---- Dataset

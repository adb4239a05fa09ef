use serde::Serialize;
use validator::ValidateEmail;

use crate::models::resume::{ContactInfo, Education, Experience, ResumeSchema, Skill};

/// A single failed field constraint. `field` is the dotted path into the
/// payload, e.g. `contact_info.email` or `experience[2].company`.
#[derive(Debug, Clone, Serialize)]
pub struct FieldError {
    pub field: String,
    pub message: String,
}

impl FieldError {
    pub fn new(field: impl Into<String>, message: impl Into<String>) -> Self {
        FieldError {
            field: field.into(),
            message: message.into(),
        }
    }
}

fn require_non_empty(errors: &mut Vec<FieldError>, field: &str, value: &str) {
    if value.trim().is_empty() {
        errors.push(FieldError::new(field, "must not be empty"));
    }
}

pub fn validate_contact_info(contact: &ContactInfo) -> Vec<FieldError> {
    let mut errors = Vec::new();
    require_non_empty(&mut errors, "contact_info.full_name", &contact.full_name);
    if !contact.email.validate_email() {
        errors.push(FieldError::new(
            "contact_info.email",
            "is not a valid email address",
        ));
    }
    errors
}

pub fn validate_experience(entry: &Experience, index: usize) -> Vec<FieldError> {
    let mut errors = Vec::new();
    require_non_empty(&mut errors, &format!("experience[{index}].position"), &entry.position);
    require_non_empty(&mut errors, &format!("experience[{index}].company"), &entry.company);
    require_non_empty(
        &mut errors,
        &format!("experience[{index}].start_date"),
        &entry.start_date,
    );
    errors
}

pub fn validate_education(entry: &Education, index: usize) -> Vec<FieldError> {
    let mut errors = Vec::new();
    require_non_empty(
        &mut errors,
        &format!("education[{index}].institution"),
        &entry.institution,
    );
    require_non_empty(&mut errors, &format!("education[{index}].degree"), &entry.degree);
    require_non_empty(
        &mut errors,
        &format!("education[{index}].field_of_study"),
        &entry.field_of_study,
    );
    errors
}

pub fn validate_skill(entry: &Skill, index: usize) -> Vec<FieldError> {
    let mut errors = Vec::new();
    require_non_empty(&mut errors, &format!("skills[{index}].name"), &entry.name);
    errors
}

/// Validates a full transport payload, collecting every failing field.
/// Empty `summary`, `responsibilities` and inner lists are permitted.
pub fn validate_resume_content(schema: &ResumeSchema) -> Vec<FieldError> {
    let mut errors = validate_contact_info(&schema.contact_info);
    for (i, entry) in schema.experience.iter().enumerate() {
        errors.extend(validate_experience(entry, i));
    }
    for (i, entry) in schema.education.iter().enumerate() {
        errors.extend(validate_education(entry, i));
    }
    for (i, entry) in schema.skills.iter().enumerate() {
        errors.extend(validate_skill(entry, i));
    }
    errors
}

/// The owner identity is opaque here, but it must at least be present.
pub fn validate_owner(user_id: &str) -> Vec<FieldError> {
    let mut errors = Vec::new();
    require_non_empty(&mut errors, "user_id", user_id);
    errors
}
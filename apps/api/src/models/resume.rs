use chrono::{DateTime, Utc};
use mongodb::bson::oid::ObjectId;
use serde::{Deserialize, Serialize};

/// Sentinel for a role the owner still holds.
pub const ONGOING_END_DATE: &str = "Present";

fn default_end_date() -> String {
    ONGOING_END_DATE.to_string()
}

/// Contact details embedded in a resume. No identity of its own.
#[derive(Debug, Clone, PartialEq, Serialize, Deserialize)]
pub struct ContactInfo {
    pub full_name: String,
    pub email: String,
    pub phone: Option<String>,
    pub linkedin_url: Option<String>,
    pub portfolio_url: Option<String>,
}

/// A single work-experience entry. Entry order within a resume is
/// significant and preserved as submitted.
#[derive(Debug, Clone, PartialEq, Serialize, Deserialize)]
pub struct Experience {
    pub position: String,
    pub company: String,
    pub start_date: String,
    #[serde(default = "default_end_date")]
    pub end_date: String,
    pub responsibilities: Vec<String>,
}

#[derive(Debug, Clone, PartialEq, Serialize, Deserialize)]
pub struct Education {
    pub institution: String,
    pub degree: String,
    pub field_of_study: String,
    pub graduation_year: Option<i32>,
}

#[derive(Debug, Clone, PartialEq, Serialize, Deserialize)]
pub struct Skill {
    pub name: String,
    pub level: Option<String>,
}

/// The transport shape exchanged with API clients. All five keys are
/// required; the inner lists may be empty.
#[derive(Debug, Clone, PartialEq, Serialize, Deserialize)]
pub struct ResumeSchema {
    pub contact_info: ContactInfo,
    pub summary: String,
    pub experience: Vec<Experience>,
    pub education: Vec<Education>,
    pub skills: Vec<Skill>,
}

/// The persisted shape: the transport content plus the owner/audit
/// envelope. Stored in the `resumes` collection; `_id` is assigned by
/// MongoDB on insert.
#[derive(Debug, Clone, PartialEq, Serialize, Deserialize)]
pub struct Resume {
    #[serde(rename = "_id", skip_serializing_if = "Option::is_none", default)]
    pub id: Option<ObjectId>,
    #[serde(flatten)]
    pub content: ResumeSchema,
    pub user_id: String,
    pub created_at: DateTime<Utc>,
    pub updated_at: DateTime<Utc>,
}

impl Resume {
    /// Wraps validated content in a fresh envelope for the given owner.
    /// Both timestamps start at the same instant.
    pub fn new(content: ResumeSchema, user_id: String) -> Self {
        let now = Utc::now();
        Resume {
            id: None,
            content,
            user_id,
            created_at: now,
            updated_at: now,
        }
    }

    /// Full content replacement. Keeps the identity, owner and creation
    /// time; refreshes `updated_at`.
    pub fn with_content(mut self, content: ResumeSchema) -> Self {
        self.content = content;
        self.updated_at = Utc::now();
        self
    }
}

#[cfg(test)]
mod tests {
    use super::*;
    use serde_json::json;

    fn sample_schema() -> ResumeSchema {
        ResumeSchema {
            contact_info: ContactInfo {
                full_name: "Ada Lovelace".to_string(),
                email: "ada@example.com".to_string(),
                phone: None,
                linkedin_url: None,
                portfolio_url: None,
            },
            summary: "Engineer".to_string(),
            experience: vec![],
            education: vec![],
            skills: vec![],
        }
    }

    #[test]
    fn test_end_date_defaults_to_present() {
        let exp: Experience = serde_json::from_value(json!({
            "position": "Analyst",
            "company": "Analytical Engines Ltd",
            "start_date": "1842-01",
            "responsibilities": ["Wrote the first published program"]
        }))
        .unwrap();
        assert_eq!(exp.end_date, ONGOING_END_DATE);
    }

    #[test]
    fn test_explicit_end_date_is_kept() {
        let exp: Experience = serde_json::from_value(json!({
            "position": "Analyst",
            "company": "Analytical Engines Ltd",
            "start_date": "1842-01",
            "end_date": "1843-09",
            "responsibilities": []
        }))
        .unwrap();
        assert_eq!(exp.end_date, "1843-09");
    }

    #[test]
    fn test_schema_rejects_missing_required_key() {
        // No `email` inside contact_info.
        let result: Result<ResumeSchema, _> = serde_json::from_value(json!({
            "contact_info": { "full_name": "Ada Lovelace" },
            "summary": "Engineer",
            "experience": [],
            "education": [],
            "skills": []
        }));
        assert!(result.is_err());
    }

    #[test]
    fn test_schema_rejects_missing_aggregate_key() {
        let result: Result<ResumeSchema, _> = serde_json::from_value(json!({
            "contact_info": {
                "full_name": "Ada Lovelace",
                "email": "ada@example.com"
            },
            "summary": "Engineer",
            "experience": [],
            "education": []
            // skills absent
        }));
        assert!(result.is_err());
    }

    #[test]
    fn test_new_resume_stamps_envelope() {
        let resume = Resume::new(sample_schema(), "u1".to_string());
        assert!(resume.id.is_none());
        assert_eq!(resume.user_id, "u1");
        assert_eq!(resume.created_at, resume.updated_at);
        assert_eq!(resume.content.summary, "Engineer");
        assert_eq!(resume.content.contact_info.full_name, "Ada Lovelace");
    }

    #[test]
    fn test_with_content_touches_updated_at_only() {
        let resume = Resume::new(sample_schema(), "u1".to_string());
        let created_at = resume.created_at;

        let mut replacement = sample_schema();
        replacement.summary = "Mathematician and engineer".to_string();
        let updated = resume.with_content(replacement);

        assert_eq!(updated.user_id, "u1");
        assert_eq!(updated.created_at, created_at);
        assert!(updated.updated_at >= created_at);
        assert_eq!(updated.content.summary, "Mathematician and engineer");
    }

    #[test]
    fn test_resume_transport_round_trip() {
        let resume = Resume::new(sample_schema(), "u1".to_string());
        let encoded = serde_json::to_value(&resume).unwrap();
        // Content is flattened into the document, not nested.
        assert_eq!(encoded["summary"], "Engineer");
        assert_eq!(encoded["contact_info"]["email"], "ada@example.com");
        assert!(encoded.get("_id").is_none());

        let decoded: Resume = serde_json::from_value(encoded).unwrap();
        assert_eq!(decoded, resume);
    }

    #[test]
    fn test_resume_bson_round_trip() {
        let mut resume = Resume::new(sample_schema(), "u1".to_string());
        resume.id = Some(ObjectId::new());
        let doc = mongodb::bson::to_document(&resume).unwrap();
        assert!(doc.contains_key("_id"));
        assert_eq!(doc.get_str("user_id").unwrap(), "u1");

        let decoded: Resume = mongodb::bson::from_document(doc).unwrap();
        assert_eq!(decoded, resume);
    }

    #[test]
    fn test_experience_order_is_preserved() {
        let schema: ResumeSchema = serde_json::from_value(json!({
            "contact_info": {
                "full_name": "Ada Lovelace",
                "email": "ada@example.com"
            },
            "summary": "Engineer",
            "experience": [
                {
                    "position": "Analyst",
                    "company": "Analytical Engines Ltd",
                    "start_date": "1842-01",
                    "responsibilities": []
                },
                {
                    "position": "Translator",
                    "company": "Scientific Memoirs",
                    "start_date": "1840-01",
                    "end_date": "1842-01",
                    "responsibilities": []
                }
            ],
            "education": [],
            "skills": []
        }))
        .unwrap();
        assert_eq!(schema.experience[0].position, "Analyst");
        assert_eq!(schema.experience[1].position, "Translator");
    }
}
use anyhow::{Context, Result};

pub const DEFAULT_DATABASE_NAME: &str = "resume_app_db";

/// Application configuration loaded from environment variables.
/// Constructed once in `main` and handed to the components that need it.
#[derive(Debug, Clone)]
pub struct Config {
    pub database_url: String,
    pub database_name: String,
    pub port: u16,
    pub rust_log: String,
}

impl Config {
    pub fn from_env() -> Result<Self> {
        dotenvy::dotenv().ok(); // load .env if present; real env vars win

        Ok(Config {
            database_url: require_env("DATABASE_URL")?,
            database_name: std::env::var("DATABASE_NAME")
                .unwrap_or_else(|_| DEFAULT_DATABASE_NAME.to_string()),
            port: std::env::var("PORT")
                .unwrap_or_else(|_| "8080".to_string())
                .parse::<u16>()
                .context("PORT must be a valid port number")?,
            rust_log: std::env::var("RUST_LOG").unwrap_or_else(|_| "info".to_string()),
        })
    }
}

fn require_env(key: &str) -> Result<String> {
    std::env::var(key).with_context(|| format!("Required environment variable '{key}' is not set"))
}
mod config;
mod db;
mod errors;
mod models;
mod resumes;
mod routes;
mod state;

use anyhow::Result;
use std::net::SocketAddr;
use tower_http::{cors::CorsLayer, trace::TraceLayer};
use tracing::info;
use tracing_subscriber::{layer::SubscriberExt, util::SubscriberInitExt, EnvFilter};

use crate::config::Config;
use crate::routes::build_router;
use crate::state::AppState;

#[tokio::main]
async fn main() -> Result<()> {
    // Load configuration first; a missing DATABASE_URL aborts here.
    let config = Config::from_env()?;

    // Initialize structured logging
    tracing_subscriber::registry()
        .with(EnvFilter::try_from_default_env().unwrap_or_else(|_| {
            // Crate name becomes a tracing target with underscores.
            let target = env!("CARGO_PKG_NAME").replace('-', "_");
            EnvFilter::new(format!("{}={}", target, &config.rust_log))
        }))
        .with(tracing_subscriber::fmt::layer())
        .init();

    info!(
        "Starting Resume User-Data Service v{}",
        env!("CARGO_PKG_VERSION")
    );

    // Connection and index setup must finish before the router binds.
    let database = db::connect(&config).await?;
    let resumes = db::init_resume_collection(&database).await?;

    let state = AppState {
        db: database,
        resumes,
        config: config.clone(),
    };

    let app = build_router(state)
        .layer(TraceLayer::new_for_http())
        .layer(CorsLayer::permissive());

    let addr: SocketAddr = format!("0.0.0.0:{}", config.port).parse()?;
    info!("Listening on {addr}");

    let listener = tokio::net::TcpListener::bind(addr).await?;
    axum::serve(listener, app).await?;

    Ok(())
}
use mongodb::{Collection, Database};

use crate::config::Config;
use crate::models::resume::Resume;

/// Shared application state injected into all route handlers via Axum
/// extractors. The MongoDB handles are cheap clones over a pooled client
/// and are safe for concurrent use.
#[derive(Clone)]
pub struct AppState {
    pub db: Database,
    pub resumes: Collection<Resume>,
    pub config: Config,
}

--------

**Action item**
When a line among the entries contains "impl", pull that line out.

**Exercise result**
impl FieldError {
    pub fn new(field: impl Into<String>, message: impl Into<String>) -> Self {
impl Resume {
impl Config {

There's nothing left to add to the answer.